Data excerpts:
====
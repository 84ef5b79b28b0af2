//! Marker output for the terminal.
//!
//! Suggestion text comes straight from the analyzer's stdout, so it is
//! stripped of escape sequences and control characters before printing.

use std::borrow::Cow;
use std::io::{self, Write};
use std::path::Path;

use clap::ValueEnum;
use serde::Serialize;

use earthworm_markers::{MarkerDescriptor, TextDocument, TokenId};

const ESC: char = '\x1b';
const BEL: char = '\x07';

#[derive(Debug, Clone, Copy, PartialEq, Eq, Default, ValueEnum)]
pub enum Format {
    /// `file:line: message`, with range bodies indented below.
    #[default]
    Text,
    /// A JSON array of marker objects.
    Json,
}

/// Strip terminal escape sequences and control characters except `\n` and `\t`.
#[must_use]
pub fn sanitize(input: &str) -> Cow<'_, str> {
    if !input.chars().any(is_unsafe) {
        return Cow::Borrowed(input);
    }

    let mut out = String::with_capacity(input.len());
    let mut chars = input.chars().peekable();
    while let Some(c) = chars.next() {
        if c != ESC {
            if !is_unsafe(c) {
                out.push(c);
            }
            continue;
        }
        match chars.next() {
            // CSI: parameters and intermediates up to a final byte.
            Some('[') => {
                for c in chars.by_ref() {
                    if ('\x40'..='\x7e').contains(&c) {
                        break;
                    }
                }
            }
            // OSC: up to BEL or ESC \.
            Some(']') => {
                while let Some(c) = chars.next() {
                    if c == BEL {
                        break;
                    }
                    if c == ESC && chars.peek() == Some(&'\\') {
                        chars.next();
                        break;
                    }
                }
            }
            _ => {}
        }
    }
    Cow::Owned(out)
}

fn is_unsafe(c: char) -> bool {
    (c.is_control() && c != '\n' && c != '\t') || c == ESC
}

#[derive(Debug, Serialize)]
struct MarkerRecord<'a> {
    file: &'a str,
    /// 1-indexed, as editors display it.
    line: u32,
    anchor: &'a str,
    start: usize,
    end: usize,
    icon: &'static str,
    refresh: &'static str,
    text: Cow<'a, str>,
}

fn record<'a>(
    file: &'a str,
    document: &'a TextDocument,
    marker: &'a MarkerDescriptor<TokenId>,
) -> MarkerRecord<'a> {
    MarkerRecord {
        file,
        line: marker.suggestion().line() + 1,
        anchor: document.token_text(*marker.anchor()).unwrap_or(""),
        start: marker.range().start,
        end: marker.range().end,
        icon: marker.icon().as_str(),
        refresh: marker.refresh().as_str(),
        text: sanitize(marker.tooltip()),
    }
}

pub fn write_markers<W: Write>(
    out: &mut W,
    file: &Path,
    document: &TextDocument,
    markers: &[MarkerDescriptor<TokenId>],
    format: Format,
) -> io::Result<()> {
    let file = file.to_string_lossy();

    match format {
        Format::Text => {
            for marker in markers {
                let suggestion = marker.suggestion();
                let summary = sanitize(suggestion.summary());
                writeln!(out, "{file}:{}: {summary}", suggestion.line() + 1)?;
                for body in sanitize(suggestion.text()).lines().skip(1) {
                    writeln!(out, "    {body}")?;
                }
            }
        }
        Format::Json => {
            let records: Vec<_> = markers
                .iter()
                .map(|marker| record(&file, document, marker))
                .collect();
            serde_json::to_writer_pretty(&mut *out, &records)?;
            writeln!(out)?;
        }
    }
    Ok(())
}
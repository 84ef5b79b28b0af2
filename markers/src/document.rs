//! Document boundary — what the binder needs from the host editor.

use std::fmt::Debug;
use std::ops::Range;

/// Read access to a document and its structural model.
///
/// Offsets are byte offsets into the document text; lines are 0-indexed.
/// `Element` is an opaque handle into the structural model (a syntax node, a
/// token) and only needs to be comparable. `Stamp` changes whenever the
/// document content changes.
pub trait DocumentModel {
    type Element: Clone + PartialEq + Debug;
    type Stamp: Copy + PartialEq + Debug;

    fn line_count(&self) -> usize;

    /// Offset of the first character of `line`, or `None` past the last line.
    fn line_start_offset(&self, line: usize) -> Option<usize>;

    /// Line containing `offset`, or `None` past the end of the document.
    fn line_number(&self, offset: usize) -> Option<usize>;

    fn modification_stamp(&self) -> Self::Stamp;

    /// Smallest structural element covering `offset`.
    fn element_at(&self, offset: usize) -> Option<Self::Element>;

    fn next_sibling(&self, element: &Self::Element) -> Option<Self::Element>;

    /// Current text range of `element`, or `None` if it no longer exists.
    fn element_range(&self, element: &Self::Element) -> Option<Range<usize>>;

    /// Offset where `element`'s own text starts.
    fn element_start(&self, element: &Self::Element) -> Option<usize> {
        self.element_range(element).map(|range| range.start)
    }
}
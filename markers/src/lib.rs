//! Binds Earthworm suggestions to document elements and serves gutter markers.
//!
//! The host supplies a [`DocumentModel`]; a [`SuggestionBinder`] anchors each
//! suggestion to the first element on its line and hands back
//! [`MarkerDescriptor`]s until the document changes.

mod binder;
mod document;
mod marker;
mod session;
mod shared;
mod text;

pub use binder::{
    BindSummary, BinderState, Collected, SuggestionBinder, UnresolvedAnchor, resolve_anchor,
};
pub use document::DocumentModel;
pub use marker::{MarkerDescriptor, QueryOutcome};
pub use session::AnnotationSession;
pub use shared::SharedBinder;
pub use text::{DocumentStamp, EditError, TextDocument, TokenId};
====
Find the lines in the records that contain the word "session", then copy every one of them.

mod session;
pub use session::AnnotationSession;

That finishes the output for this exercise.